Proving commutativity of addition for vector spaces I'm trying to prove commutativity of addition for vector spaces, using the axioms for vector spaces. Apparently commutativity can be proven! Im having trouble getting a good feel for what is allowed and what is not. Here's my work so far:
$u+v+u+v = 2(u+v) = 2u + 2v = u+u+v+v = u+(u+v)+v$
Here I just wanna claim that $u+(v+u)+v = u+(u+v)+v$ 
$\Rightarrow -u+u+(v+u)+v+(-v) = -u+u+(u+v)+v+(-v)$ : here im just adding -u to the right, and -v to the left. Question: is this "adding to both sides" really legit in this context? Why? 
Quick help proof: $-v+v = (-1)v+(1)v = (-1+1)v = 0v = 0 = v-v$
And another: $ 0+v = v+(-v) + v = (1)v + (-1)v + v = (1-1)v + v = v = v+0$
We have $0 + (u+v) + 0 = 0+(v+u)+0 \Rightarrow u+v = v+u$
This feels ugly and not at all elegant, especially the great leap "add -u to both sides" feels completely out of place. Do I need more lemmas? Is there a more elegant way? 

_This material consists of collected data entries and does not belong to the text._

// Degradation checking
//
// Resolves which methods apply to a profile, compares target profiles with
// their baselines and renders the resulting change reports. Methods either
// compare raw amounts or the regression models fitted to them.

mod change;
mod config;
mod detection;
mod methods;
mod report;
mod runner;
mod strategy;

pub use change::{ChangeKind, ChangeReport};
pub use config::{CheckConfig, ConfigError, DegradationConfig};
pub use detection::{FastCheck, IntegralComparison, LinearRegression, CURVE_SAMPLES};
pub use methods::{AverageAmountThreshold, BestModelOrder, DegradationMethod, MethodParams, MethodRegistry};
pub use report::{render_reports, ChangeSummary};
pub use runner::{CheckError, Checker, NotComparable, ProfileCheck, VersionCheck};
pub use strategy::{resolve, ApplyMode, StrategyRule};
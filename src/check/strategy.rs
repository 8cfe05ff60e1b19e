//! Strategy rules: which degradation methods apply to which profiles

use crate::check::methods::MethodParams;
use crate::profile::Profile;
use serde::{Deserialize, Serialize};
use std::fmt;

/// How many matching rules contribute methods
#[derive(Debug, Clone, Copy, Default, PartialEq, Eq, Serialize, Deserialize)]
#[serde(rename_all = "lowercase")]
pub enum ApplyMode {
    /// Only the first matching rule
    First,
    /// Every matching rule, in configuration order
    #[default]
    All,
}

impl fmt::Display for ApplyMode {
    fn fmt(&self, f: &mut fmt::Formatter<'_>) -> fmt::Result {
        match self {
            ApplyMode::First => write!(f, "first"),
            ApplyMode::All => write!(f, "all"),
        }
    }
}

/// A predicate over profile attributes plus the method to run when it holds
///
/// Predicates that are absent match any profile.
#[derive(Debug, Clone, Default, PartialEq, Serialize, Deserialize)]
#[serde(deny_unknown_fields)]
pub struct StrategyRule {
    /// Resource type, e.g. "time" or "memory"
    #[serde(rename = "type", default, skip_serializing_if = "Option::is_none")]
    pub resource_type: Option<String>,

    #[serde(default, skip_serializing_if = "Option::is_none")]
    pub cmd: Option<String>,

    #[serde(default, skip_serializing_if = "Option::is_none")]
    pub collector: Option<String>,

    #[serde(default, skip_serializing_if = "Option::is_none")]
    pub workload: Option<String>,

    /// Must be one of the postprocessors applied to the profile
    #[serde(default, skip_serializing_if = "Option::is_none")]
    pub postprocessor: Option<String>,

    /// Method name or alias
    pub method: String,

    #[serde(default, skip_serializing_if = "MethodParams::is_empty")]
    pub params: MethodParams,
}

impl StrategyRule {
    pub fn new(method: impl Into<String>) -> Self {
        Self {
            method: method.into(),
            ..Self::default()
        }
    }

    pub fn for_type(mut self, resource_type: impl Into<String>) -> Self {
        self.resource_type = Some(resource_type.into());
        self
    }

    pub fn for_cmd(mut self, cmd: impl Into<String>) -> Self {
        self.cmd = Some(cmd.into());
        self
    }

    pub fn for_collector(mut self, collector: impl Into<String>) -> Self {
        self.collector = Some(collector.into());
        self
    }

    pub fn for_workload(mut self, workload: impl Into<String>) -> Self {
        self.workload = Some(workload.into());
        self
    }

    pub fn for_postprocessor(mut self, postprocessor: impl Into<String>) -> Self {
        self.postprocessor = Some(postprocessor.into());
        self
    }

    pub fn with_param(mut self, name: impl Into<String>, value: f64) -> Self {
        self.params.insert(name.into(), value);
        self
    }

    /// Does every present predicate hold for `profile`?
    pub fn matches(&self, profile: &Profile) -> bool {
        let config = &profile.configuration;

        fn holds(predicate: &Option<String>, actual: &str) -> bool {
            predicate.as_deref().map_or(true, |expected| expected == actual)
        }

        holds(&self.resource_type, &profile.resource_type)
            && holds(&self.cmd, &config.command)
            && holds(&self.collector, &config.collector)
            && holds(&self.workload, &config.workload)
            && self
                .postprocessor
                .as_deref()
                .map_or(true, |name| profile.has_postprocessor(name))
    }
}

/// Matching rules for `profile`, in configuration order
///
/// An empty result means no degradation check applies.
pub fn resolve<'a>(rules: &'a [StrategyRule], apply: ApplyMode, profile: &Profile) -> Vec<&'a StrategyRule> {
    let matching = rules.iter().filter(|rule| rule.matches(profile));
    match apply {
        ApplyMode::First => matching.take(1).collect(),
        ApplyMode::All => matching.collect(),
    }
}
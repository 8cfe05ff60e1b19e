// Degradation check configuration
//
// The configuration arrives already merged (local overrides global) from the
// configuration loader. This module only parses the resolved document and
// validates it against the method registry.

use crate::check::methods::MethodRegistry;
use crate::check::strategy::{ApplyMode, StrategyRule};
use anyhow::Context;
use serde::{Deserialize, Serialize};
use std::fs;
use std::path::Path;
use thiserror::Error;

/// Errors in the strategy configuration
///
/// Fatal for the check that resolved the offending rule only.
#[derive(Error, Debug)]
pub enum ConfigError {
    #[error("Unknown degradation method '{0}'")]
    UnknownMethod(String),

    #[error("Unknown parameter '{parameter}' for method '{method}'")]
    UnknownParameter { method: String, parameter: String },

    #[error("Invalid parameter '{parameter}' for method '{method}': {reason}")]
    InvalidParameter {
        method: String,
        parameter: String,
        reason: String,
    },

    #[error("Failed to parse degradation configuration: {0}")]
    Parse(#[from] toml::de::Error),
}

/// Resolved configuration of degradation checks
///
/// # Example TOML
/// ```toml
/// [degradation]
/// apply = "first"
///
/// [[degradation.strategies]]
/// type = "time"
/// postprocessor = "regression_analysis"
/// method = "bmoe"
///
/// [[degradation.strategies]]
/// method = "aat"
/// params = { degradation_threshold = 3.0 }
/// ```
#[derive(Debug, Clone, Default, PartialEq, Serialize, Deserialize)]
pub struct CheckConfig {
    #[serde(default)]
    pub degradation: DegradationConfig,
}

/// The `degradation` section
#[derive(Debug, Clone, Default, PartialEq, Serialize, Deserialize)]
#[serde(deny_unknown_fields)]
pub struct DegradationConfig {
    /// `first` or `all`; defaults to `all`
    #[serde(default)]
    pub apply: ApplyMode,

    /// Ordered strategy rules
    #[serde(default)]
    pub strategies: Vec<StrategyRule>,
}

impl CheckConfig {
    pub fn new(apply: ApplyMode, strategies: Vec<StrategyRule>) -> Self {
        Self {
            degradation: DegradationConfig { apply, strategies },
        }
    }

    pub fn from_toml_str(content: &str) -> Result<Self, ConfigError> {
        Ok(toml::from_str(content)?)
    }

    pub fn from_toml_file<P: AsRef<Path>>(path: P) -> anyhow::Result<Self> {
        let content = fs::read_to_string(path.as_ref()).with_context(|| {
            format!("Failed to read degradation config: {}", path.as_ref().display())
        })?;
        Self::from_toml_str(&content)
            .with_context(|| format!("Invalid degradation config: {}", path.as_ref().display()))
    }

    /// Embedded default strategies
    ///
    /// Model order comparison for profiles postprocessed by regression
    /// analysis, average amounts for everything.
    pub fn default_strategies() -> Result<Self, ConfigError> {
        const DEFAULT_TOML: &str = include_str!("../../degradation-default.toml");
        Self::from_toml_str(DEFAULT_TOML)
    }

    pub fn apply(&self) -> ApplyMode {
        self.degradation.apply
    }

    pub fn strategies(&self) -> &[StrategyRule] {
        &self.degradation.strategies
    }

    /// Check that every rule names a known method with valid parameters
    pub fn validate(&self, registry: &MethodRegistry) -> Result<(), ConfigError> {
        for rule in self.strategies() {
            registry.build(&rule.method, &rule.params)?;
        }
        Ok(())
    }
}

#[cfg(test)]
mod tests {
    use super::*;

    #[test]
    fn test_default_config_is_empty_all() {
        let config = CheckConfig::default();
        assert_eq!(config.apply(), ApplyMode::All);
        assert!(config.strategies().is_empty());
        assert!(config.validate(&MethodRegistry::builtin()).is_ok());
    }

    #[test]
    fn test_parse_toml() {
        let config = CheckConfig::from_toml_str(
            r#"
            [degradation]
            apply = "first"

            [[degradation.strategies]]
            type = "time"
            method = "bmoe"

            [[degradation.strategies]]
            method = "aat"
            params = { degradation_threshold = 3 }
            "#,
        )
        .unwrap();

        assert_eq!(config.apply(), ApplyMode::First);
        assert_eq!(config.strategies().len(), 2);
        assert_eq!(config.strategies()[0].resource_type.as_deref(), Some("time"));
        assert_eq!(config.strategies()[1].params["degradation_threshold"], 3.0);
        assert!(config.validate(&MethodRegistry::builtin()).is_ok());
    }

    #[test]
    fn test_missing_apply_defaults_to_all() {
        let config = CheckConfig::from_toml_str(
            r#"
            [[degradation.strategies]]
            method = "average_amount_threshold"
            "#,
        )
        .unwrap();
        assert_eq!(config.apply(), ApplyMode::All);
    }

    #[test]
    fn test_invalid_apply_mode() {
        let result = CheckConfig::from_toml_str("[degradation]\napply = \"some\"\n");
        assert!(matches!(result, Err(ConfigError::Parse(_))));
    }

    #[test]
    fn test_malformed_rule_rejected() {
        let result = CheckConfig::from_toml_str(
            r#"
            [[degradation.strategies]]
            methd = "aat"
            "#,
        );
        assert!(matches!(result, Err(ConfigError::Parse(_))));
    }

    #[test]
    fn test_validate_unknown_method() {
        let config = CheckConfig::new(ApplyMode::All, vec![StrategyRule::new("magic")]);
        assert!(matches!(
            config.validate(&MethodRegistry::builtin()),
            Err(ConfigError::UnknownMethod(name)) if name == "magic"
        ));
    }

    #[test]
    fn test_embedded_defaults() {
        let config = CheckConfig::default_strategies().unwrap();
        assert_eq!(config.apply(), ApplyMode::All);
        assert_eq!(config.strategies().len(), 2);
        assert!(config.validate(&MethodRegistry::builtin()).is_ok());
    }
}
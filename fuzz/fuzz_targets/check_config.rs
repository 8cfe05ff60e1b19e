#![no_main]

use libfuzzer_sys::fuzz_target;
use perfdelta::check::{CheckConfig, MethodRegistry};

fuzz_target!(|data: &[u8]| {
    if let Ok(input) = std::str::from_utf8(data) {
        // Parsing and validation report errors, never panic
        if let Ok(config) = CheckConfig::from_toml_str(input) {
            let _ = config.validate(&MethodRegistry::builtin());
        }
    }
});
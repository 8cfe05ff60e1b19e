// Model curve detection methods
//
// Integral comparison weighs the areas under the best models of both sides.
// Fast check and linear regression sample both best models along the x range
// they share and classify the shape of the target minus baseline difference.

use crate::check::change::{ChangeKind, ChangeReport};
use crate::check::config::ConfigError;
use crate::check::methods::{best_model, invalid, unknown_param, DegradationMethod, MethodParams};
use crate::fitting::{fit, fit_all, select_best, FitFailure, Model, ModelFamily, Selection};
use crate::profile::{Observation, Profile};

/// Points sampled from each model curve
pub const CURVE_SAMPLES: usize = 1000;

/// Coefficients within this fraction of the baseline's count as unchanged
const COEFFICIENT_TOLERANCE: f64 = 0.05;

const DEFAULT_CHANGE_THRESHOLD: f64 = 0.25;

/// Best models of both sides with their family names filled in
fn best_models(
    report: ChangeReport,
    baseline: &Profile,
    target: &Profile,
    uid: &str,
) -> Result<(Model, Model, ChangeReport), ChangeReport> {
    match (best_model(baseline, uid), best_model(target, uid)) {
        (Selection::Best(base), Selection::Best(targ)) => {
            let report = report.with_values(base.family.name(), targ.family.name());
            Ok((base, targ, report))
        }
        (base, targ) => {
            tracing::warn!("No model could be fitted for uid '{}'", uid);
            let name = |s: &Selection| s.family().map_or("unknown", |f| f.name());
            Err(report.with_values(name(&base), name(&targ)))
        }
    }
}

fn confidence(base: &Model, targ: &Model) -> f64 {
    base.r_square.min(targ.r_square).clamp(0.0, 1.0)
}

/// Overlap of the x ranges both models were fitted on
fn shared_interval(base: &Model, targ: &Model) -> Option<(f64, f64)> {
    let start = base.x_start.max(targ.x_start);
    let end = base.x_end.min(targ.x_end);
    (start < end).then_some((start, end))
}

/// Relative change up to `no_change` is none, up to `change` is uncertain
fn classify(diff: f64, no_change: f64, change: f64) -> ChangeKind {
    let magnitude = diff.abs();
    if magnitude <= no_change {
        ChangeKind::NoChange
    } else if magnitude <= change {
        if diff < 0.0 {
            ChangeKind::MaybeOptimization
        } else {
            ChangeKind::MaybeDegradation
        }
    } else if diff < 0.0 {
        ChangeKind::Optimization
    } else {
        ChangeKind::Degradation
    }
}

/// Compares the areas under the best models over their shared x range
#[derive(Debug, Clone, PartialEq)]
pub struct IntegralComparison {
    /// Relative area change up to which nothing changed
    pub no_change_threshold: f64,
    /// Relative area change above which the change is certain
    pub change_threshold: f64,
}

impl IntegralComparison {
    pub const NAME: &'static str = "integral_comparison";
    pub const ALIAS: &'static str = "int";
    pub const DEFAULT_NO_CHANGE_THRESHOLD: f64 = 0.10;
    pub const DEFAULT_CHANGE_THRESHOLD: f64 = 0.25;

    pub fn from_params(params: &MethodParams) -> Result<Self, ConfigError> {
        let mut method = Self::default();
        for (name, &value) in params {
            match name.as_str() {
                "no_change_threshold" => method.no_change_threshold = value,
                "change_threshold" => method.change_threshold = value,
                _ => return Err(unknown_param(Self::NAME, name)),
            }
        }
        method.validate()?;
        Ok(method)
    }

    /// `0 <= no_change_threshold < change_threshold`
    pub fn validate(&self) -> Result<(), ConfigError> {
        if !(self.no_change_threshold >= 0.0 && self.no_change_threshold.is_finite()) {
            return Err(invalid(Self::NAME, "no_change_threshold", "must be non-negative"));
        }
        if !(self.change_threshold > self.no_change_threshold && self.change_threshold.is_finite()) {
            return Err(invalid(
                Self::NAME,
                "change_threshold",
                "must be greater than no_change_threshold",
            ));
        }
        Ok(())
    }
}

impl Default for IntegralComparison {
    fn default() -> Self {
        Self {
            no_change_threshold: Self::DEFAULT_NO_CHANGE_THRESHOLD,
            change_threshold: Self::DEFAULT_CHANGE_THRESHOLD,
        }
    }
}

impl DegradationMethod for IntegralComparison {
    fn name(&self) -> &'static str {
        Self::NAME
    }

    fn compare(&self, baseline: &Profile, target: &Profile, uid: &str) -> ChangeReport {
        let report = ChangeReport::new(Self::NAME, ChangeKind::Unknown, "integral", uid);
        let (base, targ, report) = match best_models(report, baseline, target, uid) {
            Ok(pair) => pair,
            Err(report) => return report,
        };

        let Some((start, end)) = shared_interval(&base, &targ) else {
            tracing::warn!("Models of uid '{}' share no x range", uid);
            return report;
        };

        let base_area = base.integral(start, end);
        let targ_area = targ.integral(start, end);
        if base_area == 0.0 || !base_area.is_finite() || !targ_area.is_finite() {
            tracing::warn!("Model areas of uid '{}' cannot be compared", uid);
            return report;
        }
        tracing::trace!("Areas of '{}' on [{}, {}]: {} -> {}", uid, start, end, base_area, targ_area);

        let rel_error = (targ_area - base_area) / base_area.abs();
        ChangeReport {
            change_kind: classify(rel_error, self.no_change_threshold, self.change_threshold),
            ..report
        }
        .with_confidence("r_square", confidence(&base, &targ))
        .with_rate(rel_error)
    }
}

/// Target minus baseline, sampled along the shared x range of the best models
#[derive(Debug, Clone)]
struct CurveDifference {
    base: Model,
    targ: Model,
    error: Vec<Observation>,
    /// Sum of the sampled differences
    total: f64,
    /// Mean difference relative to the baseline curve
    relative: f64,
}

impl CurveDifference {
    fn sample(base: Model, targ: Model) -> Option<Self> {
        let (start, end) = shared_interval(&base, &targ)?;
        let step = (end - start) / (CURVE_SAMPLES - 1) as f64;

        let mut error = Vec::with_capacity(CURVE_SAMPLES);
        let mut relative: Vec<f32> = Vec::with_capacity(CURVE_SAMPLES);
        for i in 0..CURVE_SAMPLES {
            let x = start + step * i as f64;
            let base_y = base.evaluate(x);
            let diff = targ.evaluate(x) - base_y;
            if !diff.is_finite() {
                continue;
            }
            error.push(Observation::new(x, diff));
            let ratio = (diff / base_y.abs()) as f32;
            if ratio.is_finite() {
                relative.push(ratio);
            }
        }
        if error.is_empty() {
            return None;
        }

        let diffs: Vec<f32> = error.iter().map(|o| o.y as f32).collect();
        let total = f64::from(trueno::Vector::from_slice(&diffs).sum().ok()?);
        let relative = if relative.is_empty() {
            0.0
        } else {
            f64::from(trueno::Vector::from_slice(&relative).mean().ok()?)
        };

        Some(Self {
            base,
            targ,
            error,
            total,
            relative,
        })
    }

    /// Same family with every coefficient within tolerance of the baseline's
    fn is_unchanged(&self) -> bool {
        self.base.family == self.targ.family
            && self
                .base
                .coefficients
                .iter()
                .zip(&self.targ.coefficients)
                .all(|(b, t)| (t - b).abs() <= COEFFICIENT_TOLERANCE * b.abs())
    }

    fn classify(&self, change_threshold: f64) -> ChangeKind {
        if self.is_unchanged() {
            ChangeKind::NoChange
        } else if self.total > 0.0 {
            if self.relative > change_threshold {
                ChangeKind::Degradation
            } else {
                ChangeKind::MaybeDegradation
            }
        } else if self.relative < -change_threshold {
            ChangeKind::Optimization
        } else {
            ChangeKind::MaybeOptimization
        }
    }

    /// Family that best explains the difference
    fn best_shape(&self) -> &'static str {
        select_best(&fit_all(&self.error))
            .family()
            .map_or("unknown", |f| f.name())
    }

    /// Constant, quadratic or linear trend of the difference
    ///
    /// Falls back to the best fitting family when none of them is clear.
    fn regression_shape(&self) -> &'static str {
        let (x_start, x_end) = (self.error[0].x, self.error[self.error.len() - 1].x);
        let max_error = self.error.iter().fold(0.0f64, |m, o| m.max(o.y.abs()));

        let linear = fit(&self.error, ModelFamily::Linear);
        match &linear {
            Err(FitFailure::FlatData { .. }) => return ModelFamily::Constant.name(),
            Ok(model)
                if (model.coefficients[1] * (x_end - x_start)).abs()
                    <= COEFFICIENT_TOLERANCE * max_error =>
            {
                return ModelFamily::Constant.name()
            }
            _ => {}
        }

        let linear_r_square = linear.map_or(f64::NEG_INFINITY, |m| m.r_square);
        if let Ok(quadratic) = fit(&self.error, ModelFamily::Quadratic) {
            if quadratic.r_square > 0.90 && quadratic.r_square > linear_r_square {
                return ModelFamily::Quadratic.name();
            }
        }
        if linear_r_square > 0.95 {
            return ModelFamily::Linear.name();
        }
        self.best_shape()
    }
}

fn change_threshold_param(method: &'static str, params: &MethodParams) -> Result<f64, ConfigError> {
    let mut threshold = DEFAULT_CHANGE_THRESHOLD;
    for (name, &value) in params {
        match name.as_str() {
            "change_threshold" => threshold = value,
            _ => return Err(unknown_param(method, name)),
        }
    }
    if !(threshold > 0.0 && threshold.is_finite()) {
        return Err(invalid(method, "change_threshold", "must be positive"));
    }
    Ok(threshold)
}

fn compare_curves(
    method: &'static str,
    change_threshold: f64,
    shape: fn(&CurveDifference) -> &'static str,
    baseline: &Profile,
    target: &Profile,
    uid: &str,
) -> ChangeReport {
    let report = ChangeReport::new(method, ChangeKind::Unknown, "curve difference", uid);
    let (base, targ, report) = match best_models(report, baseline, target, uid) {
        Ok(pair) => pair,
        Err(report) => return report,
    };
    let confidence = confidence(&base, &targ);

    let Some(difference) = CurveDifference::sample(base, targ) else {
        tracing::warn!("Model curves of uid '{}' share no x range", uid);
        return report;
    };

    let kind = difference.classify(change_threshold);
    let change_subtype = if kind == ChangeKind::NoChange {
        report.change_subtype.clone()
    } else {
        format!("{} difference", shape(&difference))
    };

    ChangeReport {
        change_kind: kind,
        change_subtype,
        ..report
    }
    .with_confidence("r_square", confidence)
    .with_rate(difference.relative)
}

/// Classifies the difference of the best models by its best fitting family
#[derive(Debug, Clone, PartialEq)]
pub struct FastCheck {
    /// Mean relative difference above which the change is certain
    pub change_threshold: f64,
}

impl FastCheck {
    pub const NAME: &'static str = "fast_check";
    pub const ALIAS: &'static str = "fast";

    pub fn from_params(params: &MethodParams) -> Result<Self, ConfigError> {
        Ok(Self {
            change_threshold: change_threshold_param(Self::NAME, params)?,
        })
    }
}

impl Default for FastCheck {
    fn default() -> Self {
        Self {
            change_threshold: DEFAULT_CHANGE_THRESHOLD,
        }
    }
}

impl DegradationMethod for FastCheck {
    fn name(&self) -> &'static str {
        Self::NAME
    }

    fn compare(&self, baseline: &Profile, target: &Profile, uid: &str) -> ChangeReport {
        compare_curves(
            Self::NAME,
            self.change_threshold,
            CurveDifference::best_shape,
            baseline,
            target,
            uid,
        )
    }
}

/// Classifies the difference of the best models by its linear trend
#[derive(Debug, Clone, PartialEq)]
pub struct LinearRegression {
    /// Mean relative difference above which the change is certain
    pub change_threshold: f64,
}

impl LinearRegression {
    pub const NAME: &'static str = "linear_regression";
    pub const ALIAS: &'static str = "lreg";

    pub fn from_params(params: &MethodParams) -> Result<Self, ConfigError> {
        Ok(Self {
            change_threshold: change_threshold_param(Self::NAME, params)?,
        })
    }
}

impl Default for LinearRegression {
    fn default() -> Self {
        Self {
            change_threshold: DEFAULT_CHANGE_THRESHOLD,
        }
    }
}

impl DegradationMethod for LinearRegression {
    fn name(&self) -> &'static str {
        Self::NAME
    }

    fn compare(&self, baseline: &Profile, target: &Profile, uid: &str) -> ChangeReport {
        compare_curves(
            Self::NAME,
            self.change_threshold,
            CurveDifference::regression_shape,
            baseline,
            target,
            uid,
        )
    }
}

//not homework or anything, just for my own pleasure, feel free to provide theory, as it is more insightful than solutions. :)
Thanks! 
EDIT: corrected notation a little.
 A: Normally commutativity is taken as an axiom, but you can deduce it from associativity, distributivity and from the existence of inverses as follows:
$(u + v) - (v + u) = (u + v) - v - u$ (by distributivity) 
$ = u + (v - v) - u$ (by associativity) 
$ = u + 0 - u = (u + 0) - u = u - u = 0$
So $u + v = v + u$
A: Your first equation essentially answers the question:
$$u+v+u+v=2(u+v)=2u+2v=u+u+v+v$$
From here, because we know that a vector space is a group under addition, add on the left by $-u$ and on the right by $-v$ to get
$$-u+u+v+u+v-v=-u+u+u+v+v-v$$
$$v+u=u+v$$
This is legitimate because by definition a vector space is a group under addition.  If your definition doesn't have this as part of it, I'd recommend adding your definition.
A: The proof of this fact almost goes as follows (after generalizing associativity to omit parentheses):
$$u + u + v + v = (u + v)(1 + 1) = u + v + u + v$$
Then cancel $u$ on the left, and cancel $v$ on the right, to obtain $u + v = v + u$, "QED."
The issue, though, is that left and right cancellation laws, although not so tough to prove, are generally done by assuming commutativity. Let us suppose we have only proved right cancellation, and now we will prove left cancellation without overassuming, i.e., without assuming $0$ is a left identity and without assuming that the inverse on the right also works on the left.
Proposition 1. Given that $x + y = 0$ we can conclude that $y + x = 0$.
Proof. $y + x + y + x = y + 0 + x = y + x$. Right cancellation on $y+x$ yields the desired result.
Proposition 2. Given that $x + 0 = x$ we can conclude that $0 + x = x$.
Proof. Suppose $y$ is the (right and left, cf. Prop 1) inverse of $x$: $0 + x = x + y + x = x + 0 = x$.
Now that we have right and left cancellation laws, the scare quotation marks can be removed from the QED above.
A: I agree that commutativity is an axiom for Vector Spaces, so what you might need to show is that the ordinary vector spaces you know about satisfy the axioms of Vector Spaces.  Then you can forget about my capital letters.
You know numbers commute.  Use that to show vectors commute.
$\begin{align}u+v&=&(u_1,u_2,...,v_n)+(v_1,v_2,...,v_n)\\
&=&(u_1+v_1,u_2+v_2,...,u_n+v_n)\\
&=&(v_1+u_1,v_2+u_2,...,v_n+u_n)\\
&=&v+u
\end{align}$
A: I hate to be a bearer of  bad news but you cannot prove commutativity of addition using the other axioms.
Proving $(u+v) - (v+u) = 0$ does not necessarily mean $-(v + u)$ is the additive inverse of $u+v$
unless you assume  the uniqueness of the additive inverse.
To prove uniqueness of the additive inverse you need commutativity.
Not one axiom in the definition of a vector space is redundant.